How does it affect your hacking on a day to day basis? What&#x27;s the state of software like for your particular situation? Is there anything that you&#x27;d absolutely love to see a startup&#x2F;open source project do?<p>I&#x27;d just love to hear about individual experiences in that regard.<p>Note: if you fall outside of deafness&#x2F;blindness but still feel like you have a meaningful answer to contribute, please do! I wasn&#x27;t sure exactly how to phrase the title.
======
jcr
There's a vast spectrum of various vision and hearing impairments. The
severity of each possible impairment is also variable, and often a single
person faces multiple types/severities of impairments. The end result is a lot
of variables, too many combinations, and the need to customize solutions on a
per-person basis.

All health issues are extremely sensitive subjects, and the language used can
be extremely important. Words like "deaf," "blind," and "disabled" are tough,
really tough. They're tough to admit, tough to say, and tough to hear. I know
people who insist on calling themselves "Hard of Hearing" (typically
abbreviated "HoH") or "Hearing Impaired" rather than being called "deaf"
\--which they consider offensive. Others are really easy-going about the terms
used, so yes, this is yet another variable. And again, some are willing to
speak publicly about it, while others prefer to just quietly pretend to normal
on the Internet like everyone else.

You _really_ need to add your email address to the 'about' section of your HN
profile since many would only discuss it with you privately.

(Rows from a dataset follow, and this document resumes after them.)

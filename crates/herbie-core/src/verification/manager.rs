//! Passive verification manager.
//!
//! Installs one watcher per verify statement of a command tree, reports
//! each outcome to the [`EventSink`] exactly once, and flushes whatever is
//! still outstanding when the test ends.

use std::collections::{BTreeMap, HashMap};
use std::sync::Arc;
use std::time::Duration;

use futures::future::join_all;
use herbie_config::{LocatorConfig, VerificationConfig};
use herbie_protocols::{
    Command, CommandError, ElementState, EventSink, Page, Verification, VerificationEvent,
    VerificationResult, VerifyType,
};
use parking_lot::Mutex;
use serde::{Deserialize, Serialize};
use tracing::{debug, info, warn};

use super::watcher::{Category, Observation, Probe, WatchHandle, Watcher};
use crate::locator::Locator;

pub const INCOMPLETE_MESSAGE: &str =
    "Verification incomplete: test ended before verification completed";

/// Lifecycle of one installed verification.
#[derive(Debug, Clone, Copy, PartialEq, Eq)]
pub enum SetupStatus {
    Pending,
    Active,
    Complete,
    Failed,
}

/// Latest outcome of a statement, as shown in a usability report.
#[derive(Debug, Clone, PartialEq, Eq, Serialize, Deserialize)]
pub struct StatementResult {
    pub message: String,
    pub success: bool,
}

struct Entry {
    src: String,
    status: SetupStatus,
    /// Set once the statement is being watched.
    probe: Option<Probe>,
}

#[derive(Default)]
struct Registries {
    text: Vec<WatchHandle>,
    attribute: Vec<WatchHandle>,
    state: Vec<WatchHandle>,
    page: Vec<WatchHandle>,
}

impl Registries {
    fn slot(&mut self, category: Category) -> &mut Vec<WatchHandle> {
        match category {
            Category::Text => &mut self.text,
            Category::Attribute => &mut self.attribute,
            Category::State => &mut self.state,
            Category::Page => &mut self.page,
        }
    }

    fn drain(&mut self) -> Vec<WatchHandle> {
        let mut all = Vec::new();
        all.append(&mut self.text);
        all.append(&mut self.attribute);
        all.append(&mut self.state);
        all.append(&mut self.page);
        all
    }

    fn running(&self) -> usize {
        [&self.text, &self.attribute, &self.state, &self.page]
            .iter()
            .flat_map(|slot| slot.iter())
            .filter(|h| !h.is_finished())
            .count()
    }
}

struct Inner {
    page: Arc<dyn Page>,
    sink: Arc<dyn EventSink>,
    config: VerificationConfig,
    locator: LocatorConfig,
    entries: Mutex<HashMap<String, Entry>>,
    registries: Mutex<Registries>,
    results: Mutex<BTreeMap<String, StatementResult>>,
}

impl Inner {
    /// Move `key` to its final status and report, unless something else
    /// already settled it. Returns whether this call reported.
    fn settle(&self, key: &str, result: VerificationResult) -> bool {
        let src = {
            let mut entries = self.entries.lock();
            let Some(entry) = entries.get_mut(key) else {
                return false;
            };
            if matches!(entry.status, SetupStatus::Complete | SetupStatus::Failed) {
                return false;
            }
            entry.status = if result.success {
                SetupStatus::Complete
            } else {
                SetupStatus::Failed
            };
            entry.src.clone()
        };
        self.report(&src, result);
        true
    }

    fn report(&self, src: &str, result: VerificationResult) {
        if result.success {
            info!(src, message = %result.message, "Verification passed");
        } else {
            warn!(src, message = %result.message, "Verification failed");
        }

        {
            let mut results = self.results.lock();
            let keep_success = results.get(src).is_some_and(|r| r.success) && !result.success;
            if !keep_success {
                results.insert(
                    src.to_string(),
                    StatementResult {
                        message: result.message.clone(),
                        success: result.success,
                    },
                );
            }
        }

        self.sink.on_verification_result(VerificationEvent {
            source_text: src.to_string(),
            success: result.success,
            message: result.message,
        });
    }
}

/// Passive verification for one page.
#[derive(Clone)]
pub struct VerificationManager {
    inner: Arc<Inner>,
}

impl VerificationManager {
    pub fn new(
        page: Arc<dyn Page>,
        sink: Arc<dyn EventSink>,
        config: VerificationConfig,
        locator: LocatorConfig,
    ) -> Self {
        Self {
            inner: Arc::new(Inner {
                page,
                sink,
                config,
                locator,
                entries: Mutex::new(HashMap::new()),
                registries: Mutex::new(Registries::default()),
                results: Mutex::new(BTreeMap::new()),
            }),
        }
    }

    /// Install every verify statement in `tree`, nested ones included.
    ///
    /// Setups run concurrently. A statement already installed under the
    /// same `type:src` key is skipped.
    pub async fn install(&self, tree: &[Command]) {
        let mut verifies = Vec::new();
        collect_verifies(tree, &mut verifies);

        let setups: Vec<_> = verifies
            .into_iter()
            .filter_map(|cmd| self.claim(cmd).map(|key| self.setup(key, cmd)))
            .collect();
        let count = setups.len();
        join_all(setups).await;
        debug!(count, watching = self.active_watchers(), "Verification observers installed");
    }

    /// Status of the statement installed for `cmd`.
    pub fn status(&self, cmd: &Command) -> Option<SetupStatus> {
        let key = dedup_key(cmd)?;
        self.inner.entries.lock().get(&key).map(|e| e.status)
    }

    pub fn active_watchers(&self) -> usize {
        self.inner.registries.lock().running()
    }

    /// Latest outcome per statement source. A success is never replaced
    /// by a later failure.
    pub fn results(&self) -> BTreeMap<String, StatementResult> {
        self.inner.results.lock().clone()
    }

    /// End the test. Watchers are stopped, each watched statement gets one
    /// last evaluation, and whatever is still unresolved is reported as
    /// [`INCOMPLETE_MESSAGE`]. Returns how many were reported incomplete.
    pub async fn end_test(&self) -> usize {
        for handle in self.inner.registries.lock().drain() {
            handle.stop();
        }

        let mut outstanding: Vec<(String, Option<Probe>)> = self
            .inner
            .entries
            .lock()
            .iter()
            .filter(|(_, e)| matches!(e.status, SetupStatus::Pending | SetupStatus::Active))
            .map(|(key, e)| (key.clone(), e.probe.clone()))
            .collect();
        outstanding.sort_by(|a, b| a.0.cmp(&b.0));

        let mut incomplete = 0;
        for (key, probe) in outstanding {
            let last = match probe {
                Some(probe) => Some(probe.observe(self.inner.page.as_ref(), true).await),
                None => None,
            };
            let reported = match last {
                Some(Observation::Satisfied(result)) => {
                    self.inner.settle(&key, result);
                    false
                }
                _ => self
                    .inner
                    .settle(&key, VerificationResult::fail(INCOMPLETE_MESSAGE)),
            };
            if reported {
                incomplete += 1;
            }
        }

        self.cleanup();
        incomplete
    }

    /// Cancel every watcher and forget installed statements.
    pub fn cleanup(&self) {
        let handles = self.inner.registries.lock().drain();
        let cancelled = handles.len();
        for handle in &handles {
            handle.stop();
        }
        self.inner.entries.lock().clear();
        debug!(cancelled, "Verification resources cleaned up");
    }

    /// Forget recorded results.
    pub fn reset_results(&self) {
        self.inner.results.lock().clear();
    }

    fn claim(&self, cmd: &Command) -> Option<String> {
        let Some(key) = dedup_key(cmd) else {
            debug!(line = cmd.line, "Skipping verify without type or source");
            return None;
        };
        let mut entries = self.inner.entries.lock();
        if entries.contains_key(&key) {
            debug!(key = %key, "Duplicate verification skipped");
            return None;
        }
        entries.insert(
            key.clone(),
            Entry {
                src: cmd.src.clone(),
                status: SetupStatus::Pending,
                probe: None,
            },
        );
        Some(key)
    }

    async fn setup(&self, key: String, cmd: &Command) {
        let verification = match validate(cmd) {
            Ok(v) => v,
            Err(message) => {
                self.inner.settle(&key, VerificationResult::fail(message));
                return;
            }
        };

        let probe = match self.probe_for(verification).await {
            Ok(probe) => probe,
            Err(failure) => {
                self.inner.settle(&key, failure);
                return;
            }
        };

        match probe.observe(self.inner.page.as_ref(), false).await {
            Observation::Satisfied(result) | Observation::Gone(result) => {
                self.inner.settle(&key, result);
            }
            Observation::Unmet(_) => self.watch(key, probe),
        }
    }

    /// Resolve the element a verification needs and build its probe.
    async fn probe_for(&self, verification: Verification) -> Result<Probe, VerificationResult> {
        let locator = Locator::from_config(self.inner.page.as_ref(), &self.inner.locator);
        let not_found =
            |loc: &str| VerificationResult::fail(format!("Element not found for verification: {loc}"));

        match verification {
            Verification::Page {
                target,
                operator,
                expected,
            } => Ok(Probe::Page {
                target,
                operator,
                expected,
            }),
            Verification::State {
                state: ElementState::Hidden,
                locator: loc,
            } => {
                let element = match loc {
                    Some(loc) => locator.find_element(&loc).await,
                    None => None,
                };
                Ok(Probe::State {
                    element,
                    state: ElementState::Hidden,
                })
            }
            Verification::State { state, locator: loc } => {
                let loc = loc.unwrap_or_default();
                match locator.find_element(&loc).await {
                    Some(el) => Ok(Probe::State {
                        element: Some(el),
                        state,
                    }),
                    None => Err(not_found(&loc)),
                }
            }
            Verification::Text {
                operator,
                expected,
                locator: loc,
            } => {
                let loc = loc.unwrap_or_default();
                match locator.find_element(&loc).await {
                    Some(element) => Ok(Probe::Text {
                        element,
                        operator,
                        expected,
                    }),
                    None => Err(not_found(&loc)),
                }
            }
            Verification::Attribute {
                attribute,
                operator,
                expected,
                locator: loc,
            } => {
                let Some(loc) = loc else {
                    return Err(VerificationResult::fail(
                        "Invalid attribute verification data: missing required properties",
                    ));
                };
                match locator.find_element(&loc).await {
                    Some(element) => Ok(Probe::Attribute {
                        element,
                        attribute,
                        operator,
                        expected,
                        locator: loc,
                    }),
                    None => Err(not_found(&loc)),
                }
            }
        }
    }

    fn watch(&self, key: String, probe: Probe) {
        {
            let mut entries = self.inner.entries.lock();
            match entries.get_mut(&key) {
                Some(entry) if entry.status == SetupStatus::Pending => {
                    entry.status = SetupStatus::Active;
                    entry.probe = Some(probe.clone());
                }
                // Settled or torn down while the element was being located.
                _ => return,
            }
        }

        let config = &self.inner.config;
        let deadline = match probe.category() {
            Category::Page => config.page_timeout_ms,
            _ => config.timeout_ms,
        };
        let watcher = Watcher::new(
            Arc::clone(&self.inner.page),
            Duration::from_millis(deadline),
            Duration::from_millis(config.poll_interval_ms),
        );

        let category = probe.category();
        let (ok_inner, ok_key) = (Arc::clone(&self.inner), key.clone());
        let (fail_inner, fail_key) = (Arc::clone(&self.inner), key);
        let handle = watcher.start(
            probe,
            move |result| {
                ok_inner.settle(&ok_key, result);
            },
            move |result| {
                fail_inner.settle(&fail_key, result);
            },
        );
        self.inner.registries.lock().slot(category).push(handle);
    }
}

fn collect_verifies<'a>(commands: &'a [Command], out: &mut Vec<&'a Command>) {
    for cmd in commands {
        if cmd.is_verify() {
            out.push(cmd);
        }
        collect_verifies(&cmd.subcommands, out);
    }
}

fn dedup_key(cmd: &Command) -> Option<String> {
    let verify_type = cmd.verify_type?;
    if cmd.src.is_empty() {
        return None;
    }
    Some(format!("{verify_type}:{}", cmd.src))
}

/// Decode a verify command, enforcing the fields passive checks rely on.
fn validate(cmd: &Command) -> Result<Verification, String> {
    const INVALID: &str = "Invalid verification data";

    let verification = cmd.verification().map_err(|e| match e {
        CommandError::UnknownOperator(_) => e.to_string(),
        _ => INVALID.to_string(),
    })?;

    let needs_locator = match &verification {
        Verification::State { state, .. } => *state != ElementState::Hidden,
        Verification::Text { .. } => true,
        Verification::Attribute { attribute, .. } => {
            matches!(attribute, VerifyType::Value | VerifyType::Placeholder)
        }
        Verification::Page { .. } => false,
    };
    if needs_locator && verification.locator().is_none_or(str::is_empty) {
        return Err(INVALID.to_string());
    }
    Ok(verification)
}

#[cfg(test)]
#[path = "manager_tests.rs"]
mod tests;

As for ideas, I have more than a few. Some are hardware. Some are software.
But none of them seem profitable from a business perspective. Accessibility is
subject to the same market forces as everything else in the world. Given the
dizzying number of possible combinations of types of impairments with many
requiring customized solutions as well as the comparatively small number of
disabled people, providing accessibility is often ignored. Even HN itself has
major accessibility issues that prevent some people from using the site.

Free ideas are generally worth what you pay for them, but here's one; a pin
grid display. Imagine every pixel on a normal display as a pin that can be
raised or lowered. You could "see" the screen with your fingertips. It would
be a world's first. You'd make pictures accessible to the blind, along with
text, fonts, and formatting (layout/design).

With enough hardware, software, and mechanical engineering prowess, a pin grid
display may now be possible to do, but it would be difficult. Just getting the
raising and lowering of tightly packed pins right would take a lot of effort,
but the idea can be expanded to include vibration, temperature, and possibly
other tactile feedback.

This is long enough for now, but yes, my email address is in my profile.

------
Jemaclus
I'm hearing impaired (not deaf) and I'm also a very experienced software
engineer. The tools at my disposal allow me to do a very good job, so that's
not really a problem. What really sucks is the whole communication thing. I
work with a number of people whose first language is not English, and some of
them have very, very strong accents. It's nearly impossible for me to carry a
conversation with them because of it. It gets better over time, but the first
few weeks/months are a nightmare.

Here are some tech ideas that I would love to see come to fruition:

* Google Glass (or some similar device) with speech-to-text recognition for real-time subtitles. Main problem: Speech-to-text isn't advanced enough, and I probably get more out of reading lips than reading incorrect words. Also doesn't work too well with strong accents.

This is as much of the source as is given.